Research also indicates that body cameras can reduce police use of force, as well as citizen complaints.

A recent study in Rialto, CA, finds that police without a camera were almost twice as likely to use force, and citizen complaints decrease by a factor of 10 after camera use was implemented.

When ‘watched,’ police and citizens may act more ‘civilized’

As if this weren’t enough evidence, an Office of Justice Programs report finds that body cameras can have a “civilizing effect,” prompting better behavior from officers and citizens alike.

The benefit of this civility extends beyond reducing the potential for explosions of anger and violence.

If treating the public in a procedurally just way is a goal (and my argument is that it most definitely should be), body cameras can help to create situations conducive to respectful, neutral interactions.

Cameras can help maximize the chances for officers to interact with citizens in a way that builds trust and enhances the legitimacy of the law. And when things go wrong, they provide an important way to hold officers, and the public, accountable.

Potential pitfalls of body cameras

Without a doubt, body cameras do not solve underlying issues of race, implicit bias, or the deep structural factors that give rise to crime and violence in the first place. These problems are bigger than body cameras, not to mention the officers tasked with addressing their fallout.
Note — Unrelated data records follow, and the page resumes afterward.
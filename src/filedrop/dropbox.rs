//! Session-keyed file publishing.

use std::collections::BTreeMap;
use std::fmt;
use std::fs;
use std::path::{Path, PathBuf};

use thiserror::Error;
use uuid::Uuid;

/// Opaque handle for one publish session.
#[derive(Debug, Clone, Copy, PartialEq, Eq, Hash, PartialOrd, Ord)]
pub struct SessionId(Uuid);

impl fmt::Display for SessionId {
    fn fmt(&self, f: &mut fmt::Formatter<'_>) -> fmt::Result {
        write!(f, "{}", self.0.simple())
    }
}

/// Error type for the file-drop area.
#[derive(Debug, Error)]
pub enum DropError {
    /// The session was never created or has been closed.
    #[error("unknown file-drop session {0}")]
    UnknownSession(SessionId),

    /// A file name that would escape the session directory.
    #[error("invalid file name \"{0}\"")]
    BadFileName(String),

    #[error("filesystem error at {path}")]
    Io {
        path: PathBuf,
        #[source]
        source: std::io::Error,
    },
}

/// Gateway for writing files to the public download area.
///
/// Each session owns one directory under the drop root. Files written
/// through the session land there with permissions opened so the web
/// server can serve them, and the matching URL under the public base
/// points users at the directory.
#[derive(Debug)]
pub struct DropBox {
    drop_path: PathBuf,
    base_url: String,
    group: Option<u32>,
    sessions: BTreeMap<SessionId, String>,
}

impl DropBox {
    /// Create a drop box over `drop_path`, published at `base_url`.
    ///
    /// When `group` is given, published files are handed to that gid.
    /// `base_url` should carry its trailing slash.
    pub fn new(
        drop_path: impl Into<PathBuf>,
        base_url: impl Into<String>,
        group: Option<u32>,
    ) -> Self {
        Self {
            drop_path: drop_path.into(),
            base_url: base_url.into(),
            group,
            sessions: BTreeMap::new(),
        }
    }

    /// Open a session: creates its directory and returns the id that
    /// all further calls need.
    pub fn create_session(&mut self) -> Result<SessionId, DropError> {
        let id = SessionId(Uuid::new_v4());
        let dir_name = id.to_string();
        let dir = self.drop_path.join(&dir_name);
        fs::create_dir(&dir).map_err(|source| DropError::Io { path: dir, source })?;
        self.sessions.insert(id, dir_name);
        tracing::debug!(session = %id, "file-drop session created");
        Ok(id)
    }

    /// Write every `name → contents` entry into the session directory.
    pub fn write_files(
        &self,
        id: SessionId,
        files: &BTreeMap<String, String>,
    ) -> Result<(), DropError> {
        let dir = self.session_dir(id)?;
        tracing::info!(session = %id, files = files.len(), "writing file-drop files");
        for (name, contents) in files {
            if !is_safe_name(name) {
                return Err(DropError::BadFileName(name.clone()));
            }
            let path = dir.join(name);
            fs::write(&path, contents).map_err(|source| DropError::Io {
                path: path.clone(),
                source,
            })?;
            open_permissions(&path, self.group)?;
        }
        open_permissions(&dir, self.group)?;
        tracing::info!(session = %id, files = files.len(), "file-drop write complete");
        Ok(())
    }

    /// The public URL of the session directory.
    pub fn session_url(&self, id: SessionId) -> Result<String, DropError> {
        let dir_name = self
            .sessions
            .get(&id)
            .ok_or(DropError::UnknownSession(id))?;
        Ok(format!("{}{}/", self.base_url, dir_name))
    }

    /// Forget the session, preventing any further writes. Files already
    /// published stay on disk.
    pub fn close_session(&mut self, id: SessionId) -> Result<(), DropError> {
        self.sessions
            .remove(&id)
            .map(|_| ())
            .ok_or(DropError::UnknownSession(id))
    }

    fn session_dir(&self, id: SessionId) -> Result<PathBuf, DropError> {
        self.sessions
            .get(&id)
            .map(|name| self.drop_path.join(name))
            .ok_or(DropError::UnknownSession(id))
    }
}

fn is_safe_name(name: &str) -> bool {
    !name.is_empty() && name != ".." && !name.contains('/') && !name.contains('\\')
}

#[cfg(unix)]
fn open_permissions(path: &Path, group: Option<u32>) -> Result<(), DropError> {
    use std::os::unix::fs::PermissionsExt;

    let io_err = |source| DropError::Io {
        path: path.to_owned(),
        source,
    };
    fs::set_permissions(path, fs::Permissions::from_mode(0o777)).map_err(io_err)?;
    if let Some(gid) = group {
        std::os::unix::fs::chown(path, None, Some(gid)).map_err(io_err)?;
    }
    Ok(())
}

#[cfg(not(unix))]
fn open_permissions(_path: &Path, _group: Option<u32>) -> Result<(), DropError> {
    Ok(())
}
An Oakland police officer with a Portable Digital Recording Device, which records both audio and video. REUTERS/Robert Galbraith

Further, there are very real concerns around the use of body cameras. Some are practical: Will officers be required to turn their cameras on for all interactions? If not all, which ones?
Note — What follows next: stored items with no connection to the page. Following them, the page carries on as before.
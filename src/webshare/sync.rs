//! Refreshing the local component definitions from the webshare
//! product.

use std::collections::BTreeMap;
use std::fs;
use std::path::{Path, PathBuf};
use std::time::Duration;

use thiserror::Error;

use crate::fetch::{FetchError, PageFetcher, UrlError};

/// First line of every generated file.
pub const BANNER: &str = "# Note: This file is machine-generated, do not edit!";

/// CGI endpoint serving the component definitions.
const COMPONENTS_ENDPOINT: &str = "components.cgi?format=rcd";

/// Error type for the sync operation.
#[derive(Debug, Error)]
pub enum SyncError {
    /// The configured base URL is unusable.
    #[error(transparent)]
    Url(#[from] UrlError),

    #[error("Errors occurred when reading from webshare product: {0}")]
    Fetch(#[from] FetchError),

    #[error("failed to write {path}")]
    Io {
        path: PathBuf,
        #[source]
        source: std::io::Error,
    },
}

/// Download the component definitions from the webshare product at
/// `base_url` and rewrite `file_path` with them.
///
/// The response may carry its HTTP headers in-band; everything through
/// the first blank line is dropped before writing. The local file gets
/// [`BANNER`] as its first line.
pub async fn save_webshare(
    file_path: &Path,
    base_url: &str,
    timeout: Duration,
) -> Result<(), SyncError> {
    let url = format!(
        "{}/{}",
        base_url.trim_end_matches('/'),
        COMPONENTS_ENDPOINT
    );
    let fetcher = PageFetcher::new(&url, BTreeMap::new(), timeout)?;
    let lines = fetcher.get_page().await?;

    let mut lines: Vec<String> = lines.iter().map(|line| line.trim().to_owned()).collect();
    if let Some(pos) = lines.iter().position(String::is_empty) {
        lines = lines.split_off(pos + 1);
    }

    let mut contents = String::from(BANNER);
    contents.push('\n');
    for line in &lines {
        contents.push_str(line);
        contents.push('\n');
    }
    fs::write(file_path, contents).map_err(|source| SyncError::Io {
        path: file_path.to_owned(),
        source,
    })?;

    tracing::info!(
        path = %file_path.display(),
        lines = lines.len(),
        "webshare file updated"
    );
    Ok(())
}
Some are technological. How long will the the charge on cameras last? For how long will terabytes of video data be stored, and on whose dime?

There are also fundamental concerns about privacy. As a recent LA Times article discusses, even though body cameras provide valuable documentation of what transpires between police and the public, officers answering to citizen calls could quite literally bring state surveillance into one’s bedroom.

What’s more, body cameras will inevitably record people during the worst moments in their lives - as noted by Peter Moskos in his study of policing in Eastern Baltimore: “Nobody calls 911 to report a graduation party, an anniversary, or another hard day at work. People don’t need police when they’re happy and everything is well. Police see misery at its best.”

We are right to be concerned about video of human suffering being leaked or misused.

How we can move forward
 

Despite the potential problems with body cameras, we cannot afford to be paralyzed into inaction. With innovation comes risk, but the stakes are simply too high to do nothing.

More police departments should employ body cameras. But while they are an exciting technology, they should not be embraced blindly. Echoing recommendatI ons made by the US Department of Justice, police departments (while taking into account their unique “resources [and] law enforcement needs”) must be ready to invest in well-researched departmental procedures that covers where and when cameras are to be worn, when they are to be turned on, when they can be turned off, who will have access to recorded video and for what reasons, and dozens of other concerns.

Clear departmental policies are critical for ensuring officers know what is expected of them and to ward off potential problems with body cameras that might arise. If departments can set strong policy foundations, their officers and the communities they patrol stand to benefit greatly from the civilizing effect of body cameras.

The stage is then better set for the kind of calm, fair, and respectful police-citizen interactions that are less likely to result in violence and may even improve the relationship between police and the public.

Michael Sierra-Arevalo is a doctoral student in the Yale department of sociology, and an affiliate fellow at ISPS. His research focuses on police, legitimacy, and interactions between police and community members.